ここ数十年の家電の進化には、目覚ましいものがあります。今、昔の家電を目の前にしても、上手に使いこなせないかもしれませんね。今回は昔の〇〇を使いこなせない若い人に戸惑った経験のある、私の知人Tさんに聞いたお話です。

工場の隅に置かれたアレ

当時Tさんが勤めていたのはかなり歴史のある会社で、事務所として使っている建物はまだ新しいものの、その隣にある工場は見るからに古く、昭和感が漂っていました。

Tさんはその会社で事務員として働いていましたが、一日に数回は工場に行く用事がありました。そこでいつも気になるものがひとつ。

それは昭和生まれなら一度は目にしたことがある、ダイヤル式の黒電話でした。
「これってまだ使えるんですか? 」
入社したての頃、Tさんは工場長に尋ねました。
「ああ、まだ使えるよ」
工場長は胸を張って答えました。
「こんなのまだ残ってたんですね……」
「今流行のレトロ家電ってとこだな」
「ほんとですね」

アレを知らない新入社員

そんなある日、Tさんの会社にも新入社員が入ってきました。

まだ高校を出たばかりの若い女性で、当時40歳を超えていたTさんは自分の子どものように思って親切に色々と教えていました。
「じゃあ次は工場行こうか」
「はい!」

新入社員を連れて工場に行くと、ちょうど工場長は外出中。仕事を教えてもらわなければならないため、Tさんは新入社員に言いました。
「大事なマニュアル事務所に置いてきちゃった、取りに行くからその間に工場長に戻るよう電話してくれる? そこに電話あるから。電話番号は横に書いてあるでしょ」

すると新入社員は黒電話を見て、キョトンとした顔。
「これ、どうやって使うんですか? 」
「え…… ? 」
Tさんがぽかんとしていると、新入社員は黒電話の受話器を持ったものの、ダイヤルの使い方がわからないのか、指を入れて回す穴にただ指をポチポチと入れて電話番号を押そうとします。
「あれ、全然かからない……」
「番号のとこに指入れて、ダイヤル回すんだよ」
「そうなんですか!?」
どうやら新入社員は、ダイヤル式の電話を見たことがないようでした。

その後無事に電話をかけることができ、今では新入社員もバリバリその電話を使いこなしているとのことです。
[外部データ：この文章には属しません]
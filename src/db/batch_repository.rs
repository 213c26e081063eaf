// src/db/batch_repository.rs
// DOCUMENTATION: Database access layer for poultry batches
// PURPOSE: Abstract batch SQL from business logic

use crate::errors::FarmError;
use crate::models::{Batch, CreateBatchRequest, UpdateBatchRequest};
use chrono::NaiveDate;
use sqlx::PgPool;
use uuid::Uuid;

const BATCH_COLUMNS: &str =
    "id, user_id, batch_code, name, breed, bird_count, start_date, notes, created_at, updated_at";

/// BatchRepository: All database operations for batches
/// DOCUMENTATION: Every query is scoped to the owning user
pub struct BatchRepository;

impl BatchRepository {
    /// Create new batch in database
    /// DOCUMENTATION: Inserts batch and returns created record
    /// Used by POST /batches endpoint; the code is generated by the service
    pub async fn create_batch(
        pool: &PgPool,
        user_id: Uuid,
        batch_code: &str,
        start_date: NaiveDate,
        req: &CreateBatchRequest,
    ) -> Result<Batch, FarmError> {
        let batch = sqlx::query_as::<_, Batch>(&format!(
            r#"
            INSERT INTO batches (user_id, batch_code, name, breed, bird_count, start_date, notes, created_at, updated_at)
            VALUES ($1, $2, $3, $4, $5, $6, $7, NOW(), NOW())
            RETURNING {}
            "#,
            BATCH_COLUMNS
        ))
        .bind(user_id)
        .bind(batch_code)
        .bind(&req.name)
        .bind(&req.breed)
        .bind(req.bird_count)
        .bind(start_date)
        .bind(&req.notes)
        .fetch_one(pool)
        .await
        .map_err(|e| {
            log::error!("Failed to create batch: {}", e);
            FarmError::DatabaseError(e.to_string())
        })?;

        log::info!("Created batch {} ({})", batch.id, batch.batch_code);
        Ok(batch)
    }

    /// Retrieve batch by ID
    /// DOCUMENTATION: Used for GET /batches/{id} endpoint and ownership checks
    pub async fn get_by_id(pool: &PgPool, user_id: Uuid, id: Uuid) -> Result<Batch, FarmError> {
        let batch = sqlx::query_as::<_, Batch>(&format!(
            "SELECT {} FROM batches WHERE id = $1 AND user_id = $2",
            BATCH_COLUMNS
        ))
        .bind(id)
        .bind(user_id)
        .fetch_optional(pool)
        .await
        .map_err(|e| {
            log::error!("Database error fetching batch: {}", e);
            FarmError::DatabaseError(e.to_string())
        })?
        .ok_or_else(|| {
            log::warn!("Batch not found: {}", id);
            FarmError::NotFound(format!("Batch {}", id))
        })?;

        Ok(batch)
    }

    /// List the user's batches, newest start date first
    pub async fn list(pool: &PgPool, user_id: Uuid) -> Result<Vec<Batch>, FarmError> {
        let batches = sqlx::query_as::<_, Batch>(&format!(
            "SELECT {} FROM batches WHERE user_id = $1 ORDER BY start_date DESC, created_at DESC",
            BATCH_COLUMNS
        ))
        .bind(user_id)
        .fetch_all(pool)
        .await
        .map_err(|e| {
            log::error!("Failed to list batches: {}", e);
            FarmError::DatabaseError(e.to_string())
        })?;

        Ok(batches)
    }

    /// Update existing batch
    /// DOCUMENTATION: Partial update - only provided fields are modified
    pub async fn update_batch(
        pool: &PgPool,
        user_id: Uuid,
        id: Uuid,
        req: &UpdateBatchRequest,
    ) -> Result<Batch, FarmError> {
        let batch = sqlx::query_as::<_, Batch>(&format!(
            r#"
            UPDATE batches
            SET name = COALESCE($1, name),
                breed = COALESCE($2, breed),
                bird_count = COALESCE($3, bird_count),
                start_date = COALESCE($4, start_date),
                notes = COALESCE($5, notes),
                updated_at = NOW()
            WHERE id = $6 AND user_id = $7
            RETURNING {}
            "#,
            BATCH_COLUMNS
        ))
        .bind(&req.name)
        .bind(&req.breed)
        .bind(req.bird_count)
        .bind(req.start_date)
        .bind(&req.notes)
        .bind(id)
        .bind(user_id)
        .fetch_optional(pool)
        .await
        .map_err(|e| {
            log::error!("Update failed for batch {}: {}", id, e);
            FarmError::DatabaseError(e.to_string())
        })?
        .ok_or_else(|| FarmError::NotFound(format!("Batch {}", id)))?;

        log::info!("Updated batch: {}", id);
        Ok(batch)
    }

    /// Delete batch
    pub async fn delete_batch(pool: &PgPool, user_id: Uuid, id: Uuid) -> Result<(), FarmError> {
        let rows = sqlx::query("DELETE FROM batches WHERE id = $1 AND user_id = $2")
            .bind(id)
            .bind(user_id)
            .execute(pool)
            .await
            .map_err(|e| {
                log::error!("Delete failed for batch {}: {}", id, e);
                FarmError::DatabaseError(e.to_string())
            })?
            .rows_affected();

        if rows == 0 {
            return Err(FarmError::NotFound(format!("Batch {}", id)));
        }

        log::info!("Deleted batch: {}", id);
        Ok(())
    }

    /// Check whether a generated batch code is already taken
    pub async fn code_exists(pool: &PgPool, code: &str) -> Result<bool, FarmError> {
        let row: (bool,) =
            sqlx::query_as("SELECT EXISTS(SELECT 1 FROM batches WHERE batch_code = $1)")
                .bind(code)
                .fetch_one(pool)
                .await
                .map_err(|e| {
                    log::error!("Batch code lookup failed: {}", e);
                    FarmError::DatabaseError(e.to_string())
                })?;

        Ok(row.0)
    }
}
確かに今は、プッシュホンどころかスマホに慣れてしまっているので、ダイヤル式の電話を見てすぐに電話をかけられる若い人は少ないかもしれませんね。

※本記事は、執筆ライターが取材した実話です。ライターがヒアリングした内容となっており、取材対象者の個人が特定されないよう固有名詞などに変更を加えながら構成しています。